CEO Nat Kausik said the capital infusion will fuel Bitglass‘ product development and customer acquisition efforts well into the coming months. “Cloud and mobile are driving business data beyond the firewall, introducing new security and compliance risks … [and] cloud adoption is disruptive of incumbents securing networks, servers and other infrastructure,” he said. “Bitglass uniquely delivers real-time inline data protection in the cloud, at access, and on any device … Our [system] uniquely secures against data leakage and threats without installing more hardware and software.”
Kausik, an IT industry veteran who served as principal scientist at HP from 1989 until 1997, founded and sold several startups to conglomerates like Cisco before joining forces with CTO Anurag Kahol in January 2013. The two met at Juniper Networks, where Kahol was director of engineering.
Bitglass’ software-as-a-service (SaaS) solution provides enterprises visibility into — and control over — data stored in the cloud and on employees’ work and bring-your-own devices.

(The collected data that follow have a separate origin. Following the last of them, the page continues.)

use alloc::vec::Vec;

use crate::{
    board::Board,
    player::{Move, Player},
};
use rand::{rngs::SmallRng, Rng};

/// Automatic player that reveals a uniformly random hidden cell each turn.
pub struct AutoPlayer;

impl AutoPlayer {
    pub fn new() -> Self {
        Self
    }
}

impl Default for AutoPlayer {
    fn default() -> Self {
        Self::new()
    }
}

impl Player for AutoPlayer {
    fn next_move(&mut self, rng: &mut SmallRng, board: &Board) -> Move {
        let n = board.size();
        let hidden: Vec<(usize, usize)> = (0..n)
            .flat_map(|r| (0..n).map(move |c| (r, c)))
            .filter(|&(r, c)| !board.is_revealed(r, c))
            .collect();
        if hidden.is_empty() {
            return Move::Quit;
        }
        let (r, c) = hidden[rng.random_range(0..hidden.len())];
        Move::Reveal(r, c)
    }
}
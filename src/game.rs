use crate::{
    board::Board,
    common::{BoardError, RevealResult},
    config::GameConfig,
    player::{Move, Player},
};
use rand::{rngs::SmallRng, Rng};

/// Current status of a game.
#[derive(Debug, Clone, Copy, PartialEq, Eq)]
#[cfg_attr(feature = "std", derive(serde::Serialize))]
pub enum GameStatus {
    InProgress,
    Won,
    Lost,
}

impl GameStatus {
    /// `Won` and `Lost` accept no further reveals.
    pub fn is_over(self) -> bool {
        !matches!(self, GameStatus::InProgress)
    }
}

/// Game session: one board plus the win/loss state machine.
pub struct GameEngine {
    config: GameConfig,
    board: Board,
    status: GameStatus,
    moves: usize,
}

impl GameEngine {
    /// Start a session on a freshly mined board.
    pub fn new<R: Rng>(config: GameConfig, rng: &mut R) -> Result<Self, BoardError> {
        let board = Board::with_rng(config.size, config.mines, rng)?;
        Ok(Self::from_board(board))
    }

    /// Start a session on an existing board.
    pub fn from_board(board: Board) -> Self {
        Self {
            config: GameConfig::new(board.size(), board.mine_count()),
            board,
            status: GameStatus::InProgress,
            moves: 0,
        }
    }

    /// Immutable reference to the board.
    pub fn board(&self) -> &Board {
        &self.board
    }

    pub fn config(&self) -> GameConfig {
        self.config
    }

    /// Number of reveals accepted so far.
    pub fn moves(&self) -> usize {
        self.moves
    }

    pub fn status(&self) -> GameStatus {
        self.status
    }

    /// Reveal a cell and advance the game state.
    pub fn reveal(&mut self, row: usize, col: usize) -> Result<GameStatus, BoardError> {
        if self.status.is_over() {
            return Err(BoardError::GameOver);
        }
        let result = self.board.reveal(row, col)?;
        self.moves += 1;
        self.status = match result {
            RevealResult::Mine => GameStatus::Lost,
            RevealResult::Safe if self.board.is_cleared() => GameStatus::Won,
            RevealResult::Safe => GameStatus::InProgress,
        };
        if self.status.is_over() {
            log::info!("game over after {} moves: {:?}", self.moves, self.status);
        }
        Ok(self.status)
    }

    /// Drive the game with `player` until it ends or the player quits.
    ///
    /// `on_turn` runs before each move so a front end can redraw. Returns the
    /// final status, which is `InProgress` if the player quit.
    pub fn play<P, F>(
        &mut self,
        player: &mut P,
        rng: &mut SmallRng,
        mut on_turn: F,
    ) -> Result<GameStatus, BoardError>
    where
        P: Player + ?Sized,
        F: FnMut(&GameEngine),
    {
        while !self.status.is_over() {
            on_turn(&*self);
            match player.next_move(rng, &self.board) {
                Move::Quit => {
                    log::info!("player quit after {} moves", self.moves);
                    break;
                }
                Move::Reveal(r, c) => {
                    let status = self.reveal(r, c)?;
                    player.handle_result((r, c), status);
                }
            }
        }
        Ok(self.status)
    }
}
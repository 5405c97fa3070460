#![cfg(feature = "std")]

use std::fmt;
use std::io::{self, BufRead, Write};
use std::string::String;

use crate::{
    board::Board,
    game::GameStatus,
    player::{Move, Player},
    ui,
};
use rand::rngs::SmallRng;

/// Reasons a line of input is not a valid move.
#[derive(Debug, Clone, PartialEq, Eq)]
pub enum InputError {
    Empty,
    WrongArity(usize),
    NotANumber(String),
    OutOfRange { row: usize, col: usize, size: usize },
}

impl fmt::Display for InputError {
    fn fmt(&self, f: &mut fmt::Formatter<'_>) -> fmt::Result {
        match self {
            InputError::Empty => write!(f, "Empty input"),
            InputError::WrongArity(n) => {
                write!(f, "Expected a row and a column, got {} values", n)
            }
            InputError::NotANumber(s) => write!(f, "'{}' is not a number", s),
            InputError::OutOfRange { row, col, size } => write!(
                f,
                "({}, {}) is off the board - both numbers must be between 0 and {}",
                row,
                col,
                size - 1
            ),
        }
    }
}

impl std::error::Error for InputError {}

/// Parse a line of the form `row col`, or `q` to quit.
pub fn parse_move(input: &str, size: usize) -> Result<Move, InputError> {
    let input = input.trim();
    if input.is_empty() {
        return Err(InputError::Empty);
    }
    if input.eq_ignore_ascii_case("q") {
        return Ok(Move::Quit);
    }
    let parts: Vec<&str> = input.split_whitespace().collect();
    if parts.len() != 2 {
        return Err(InputError::WrongArity(parts.len()));
    }
    let parse = |s: &str| {
        s.parse::<usize>()
            .map_err(|_| InputError::NotANumber(s.to_string()))
    };
    let (row, col) = (parse(parts[0])?, parse(parts[1])?);
    if row >= size || col >= size {
        return Err(InputError::OutOfRange { row, col, size });
    }
    Ok(Move::Reveal(row, col))
}

/// Answer to the replay prompt: only `y` (any case) means yes.
pub fn parse_replay(input: &str) -> bool {
    input.trim().eq_ignore_ascii_case("y")
}

/// Human player reading moves line by line.
pub struct CliPlayer {
    input: Box<dyn BufRead>,
}

impl CliPlayer {
    /// Player reading from standard input.
    pub fn new() -> Self {
        Self::with_input(io::BufReader::new(io::stdin()))
    }

    /// Player reading from an arbitrary source.
    pub fn with_input<R: BufRead + 'static>(input: R) -> Self {
        Self {
            input: Box::new(input),
        }
    }

    /// Print `prompt` and read one line. Returns `None` on end of input.
    pub fn prompt(&mut self, prompt: &str) -> Option<String> {
        print!("{}", prompt);
        let _ = io::stdout().flush();
        let mut line = String::new();
        match self.input.read_line(&mut line) {
            Ok(0) => None,
            Ok(_) => Some(line),
            Err(e) => {
                log::warn!("failed to read input: {}", e);
                None
            }
        }
    }

    /// Ask whether to start another game.
    pub fn ask_replay(&mut self) -> bool {
        self.prompt("Play again? (y/n): ")
            .is_some_and(|line| parse_replay(&line))
    }
}

impl Default for CliPlayer {
    fn default() -> Self {
        Self::new()
    }
}

impl Player for CliPlayer {
    fn next_move(&mut self, _rng: &mut SmallRng, board: &Board) -> Move {
        loop {
            println!("\nEnter 'q' to quit.");
            let Some(line) = self.prompt("Enter row and column (e.g. '3 4'): ") else {
                return Move::Quit;
            };
            match parse_move(&line, board.size()) {
                Ok(mv) => return mv,
                Err(e) => {
                    log::debug!("rejected input {:?}: {}", line.trim(), e);
                    println!("{}Invalid input: {}{}", ui::RED, e, ui::RESET);
                    if self.prompt("Press Enter to continue...").is_none() {
                        return Move::Quit;
                    }
                    ui::redraw(board);
                }
            }
        }
    }

    fn handle_result(&mut self, coord: (usize, usize), status: GameStatus) {
        log::debug!("revealed {:?} -> {:?}", coord, status);
    }
}
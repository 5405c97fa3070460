//! A square bit grid sized at runtime.
//!
//! Cells are packed row-major into a vector of unsigned words `T`, so a
//! `size×size` grid costs `size²` bits. The mine layout and the revealed
//! cells of a board are both stored this way.

use alloc::vec::Vec;
use core::{fmt, mem};
use num_traits::{PrimInt, Unsigned, Zero};

/// Errors returned by bit grid operations.
#[derive(Debug, Clone, PartialEq, Eq)]
pub enum BitGridError {
    /// Row or column index is out of bounds [0..size).
    IndexOutOfBounds { row: usize, col: usize },
}

impl fmt::Display for BitGridError {
    fn fmt(&self, f: &mut fmt::Formatter<'_>) -> fmt::Result {
        match self {
            BitGridError::IndexOutOfBounds { row, col } => {
                write!(f, "IndexOutOfBounds: row={}, col={}", row, col)
            }
        }
    }
}

/// A `size×size` grid of bits stored in words of type `T`.
#[derive(Clone, PartialEq, Eq)]
pub struct BitGrid<T = u64>
where
    T: PrimInt + Unsigned + Zero,
{
    size: usize,
    words: Vec<T>,
}

impl<T> BitGrid<T>
where
    T: PrimInt + Unsigned + Zero,
{
    const WORD_BITS: usize = mem::size_of::<T>() * 8;

    /// Create an empty grid (all bits cleared).
    pub fn new(size: usize) -> Self {
        let cells = size * size;
        let len = cells.div_ceil(Self::WORD_BITS);
        BitGrid {
            size,
            words: alloc::vec![T::zero(); len],
        }
    }

    /// Side length of the grid.
    #[inline]
    pub fn size(&self) -> usize {
        self.size
    }

    /// Returns the number of set bits.
    pub fn count_ones(&self) -> usize {
        self.words.iter().map(|w| w.count_ones() as usize).sum()
    }

    /// Returns true if no bits are set.
    pub fn is_empty(&self) -> bool {
        self.words.iter().all(|w| w.is_zero())
    }

    /// Returns true when (row, col) lies on the grid.
    #[inline]
    pub fn contains(&self, row: usize, col: usize) -> bool {
        row < self.size && col < self.size
    }

    /// Gets the bit at (row, col).
    pub fn get(&self, row: usize, col: usize) -> Result<bool, BitGridError> {
        let (word, bit) = self.locate(row, col)?;
        Ok(((self.words[word] >> bit) & T::one()) != T::zero())
    }

    /// Sets the bit at (row, col). Returns `false` if it was already set.
    pub fn set(&mut self, row: usize, col: usize) -> Result<bool, BitGridError> {
        let (word, bit) = self.locate(row, col)?;
        let mask = T::one() << bit;
        let was_clear = (self.words[word] & mask).is_zero();
        self.words[word] = self.words[word] | mask;
        Ok(was_clear)
    }

    /// Clears the bit at (row, col).
    pub fn clear(&mut self, row: usize, col: usize) -> Result<(), BitGridError> {
        let (word, bit) = self.locate(row, col)?;
        self.words[word] = self.words[word] & !(T::one() << bit);
        Ok(())
    }

    /// Clears all bits.
    pub fn clear_all(&mut self) {
        self.words.iter_mut().for_each(|w| *w = T::zero());
    }

    #[inline]
    fn locate(&self, row: usize, col: usize) -> Result<(usize, usize), BitGridError> {
        if !self.contains(row, col) {
            return Err(BitGridError::IndexOutOfBounds { row, col });
        }
        let idx = row * self.size + col;
        Ok((idx / Self::WORD_BITS, idx % Self::WORD_BITS))
    }

    /// Creates a grid from an iterator over `(row, col)` positions.
    pub fn from_iter<I>(size: usize, iter: I) -> Result<Self, BitGridError>
    where
        I: IntoIterator<Item = (usize, usize)>,
    {
        let mut grid = Self::new(size);
        for (r, c) in iter {
            grid.set(r, c)?;
        }
        Ok(grid)
    }

    /// Iterator over the set bits of the grid, in row-major order.
    pub fn iter_set_bits(&self) -> SetBits<'_, T> {
        SetBits { grid: self, idx: 0 }
    }
}

impl<T> fmt::Debug for BitGrid<T>
where
    T: PrimInt + Unsigned + Zero,
{
    fn fmt(&self, f: &mut fmt::Formatter<'_>) -> fmt::Result {
        writeln!(f, "BitGrid<{}, {}>:", core::any::type_name::<T>(), self.size)?;
        for r in 0..self.size {
            for c in 0..self.size {
                let bit = if self.get(r, c).unwrap_or(false) { '■' } else { '□' };
                write!(f, "{} ", bit)?;
            }
            writeln!(f)?;
        }
        Ok(())
    }
}

/// Iterator over the set bits of a grid.
#[derive(Clone, Copy)]
pub struct SetBits<'a, T>
where
    T: PrimInt + Unsigned + Zero,
{
    grid: &'a BitGrid<T>,
    idx: usize,
}

impl<'a, T> Iterator for SetBits<'a, T>
where
    T: PrimInt + Unsigned + Zero,
{
    type Item = (usize, usize);

    fn next(&mut self) -> Option<Self::Item> {
        let n = self.grid.size;
        while self.idx < n * n {
            let idx = self.idx;
            self.idx += 1;
            let word = self.grid.words[idx / BitGrid::<T>::WORD_BITS];
            if ((word >> (idx % BitGrid::<T>::WORD_BITS)) & T::one()) != T::zero() {
                return Some((idx / n, idx % n));
            }
        }
        None
    }
}
#![cfg_attr(not(feature = "std"), no_std)]

extern crate alloc;
#[cfg(feature = "std")]
extern crate std;

mod bitgrid;
mod board;
mod common;
mod config;
mod game;
#[cfg(feature = "std")]
mod logging;
mod player;
mod player_auto;
#[cfg(feature = "std")]
mod player_cli;
pub mod prelude;
#[cfg(feature = "std")]
pub mod ui;

pub use bitgrid::{BitGrid, BitGridError, SetBits};
pub use board::*;
pub use common::*;
pub use config::*;
pub use game::*;
#[cfg(feature = "std")]
pub use logging::init_logging;
pub use player::*;
pub use player_auto::*;
#[cfg(feature = "std")]
pub use player_cli::*;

Its proxy captures traffic to perform logging, document watermarking and tracking, and more, alerting managers when a file’s been shared outside of a company’s walled garden or when it’s been copied and pasted into another file. Moreover, Bitglass can remotely wipe mobile devices in an agentless fashion or enforce encryption, PIN, and other device security settings — all without the need to locally seed clients.
That’s the tip of the iceberg. Bitglass’ machine learning tech automatically detects potential data leakage paths in apps or web traffic, and its Zero-Day ShadowIT product taps an index of over 100,000 cloud apps to surface nefarious services lurking under firewalls and proxies. Its contextual access control tools track variables including location, user group, access method, and time-of-day, and enable admins to vary the level of access within and across cloud applications or provide quarantined or encrypted access, previews, or redactions. (Users’ behavioral signals are fed into a reporting and dashboard system that highlights causes for concern.) And it provides a library of predefined policy templates that identify common content types like credit card data, as well as a custom policy builder that incorporates keywords, regular expressions, proximity, occurrence, and other identifiers.
In addition to native single sign-on, Bitglass supports Active Directory synchronization and authentication, contextual multifactor authentication, and API management for SaaS apps and infrastructure-as-a-service (IaaS) such as Amazon Web Services and Azure. Across all of these, it provides a malware protection solution courtesy of Cylance, which blocks threats even on unmanaged devices.
“As businesses move to the cloud, legacy security products are obsolete,” said Edward Colby, partner at Quadrille Capital. “Bitglass has built a cloud-first security platform.”